In the entries below, count every line containing "display". Reply with the number alone.
***** RECORDS PROVIDED *****
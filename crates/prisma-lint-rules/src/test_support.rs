//! Helpers for running a rule over TypeScript snippets.

use prisma_lint_core::{FileContext, Rule, SourceParser, Violation};
use prisma_lint_ts::TypeScriptParser;
use std::path::Path;

/// Parses `code` as if it lived at `path` and runs `rule` over it.
pub fn check_source(rule: &dyn Rule, path: &str, code: &str) -> Vec<Violation> {
    let path = Path::new(path);
    let extension = path
        .extension()
        .and_then(|e| e.to_str())
        .map(|e| format!(".{e}"))
        .unwrap_or_default();
    let program = TypeScriptParser::new()
        .parse(code, &extension)
        .expect("fixture should parse");
    let ctx = FileContext::new(path, code, Path::new(""));
    rule.check(&ctx, &program)
}

/// Message ids of `violations`, in order.
pub fn ids(violations: &[Violation]) -> Vec<&str> {
    violations
        .iter()
        .filter_map(|v| v.message_id.as_deref())
        .collect()
}
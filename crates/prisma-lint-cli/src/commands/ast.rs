//! Ast command implementation.

use anyhow::{anyhow, Context, Result};
use prisma_lint_core::SourceParser;
use prisma_lint_ts::TypeScriptParser;
use std::path::Path;

/// Runs the ast command: parses `file` and prints the lowered tree as JSON.
///
/// Syntax errors are tolerated so broken files can still be inspected.
pub fn run(file: &Path) -> Result<()> {
    let source = std::fs::read_to_string(file)
        .with_context(|| format!("Failed to read {}", file.display()))?;
    println!("{}", dump(file, &source)?);
    Ok(())
}

fn dump(file: &Path, source: &str) -> Result<String> {
    let parser = TypeScriptParser::new().lenient(true);
    let extension = file
        .extension()
        .and_then(|e| e.to_str())
        .map(|e| format!(".{e}"))
        .unwrap_or_default();
    if !parser.handles(&extension) {
        return Err(anyhow!("Unsupported file type: {}", file.display()));
    }

    let program = parser
        .parse(source, &extension)
        .map_err(|e| anyhow!("{}: {e}", file.display()))?;
    Ok(serde_json::to_string_pretty(&program)?)
}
*****
• **ANSWER TO THE EXERCISE**: 3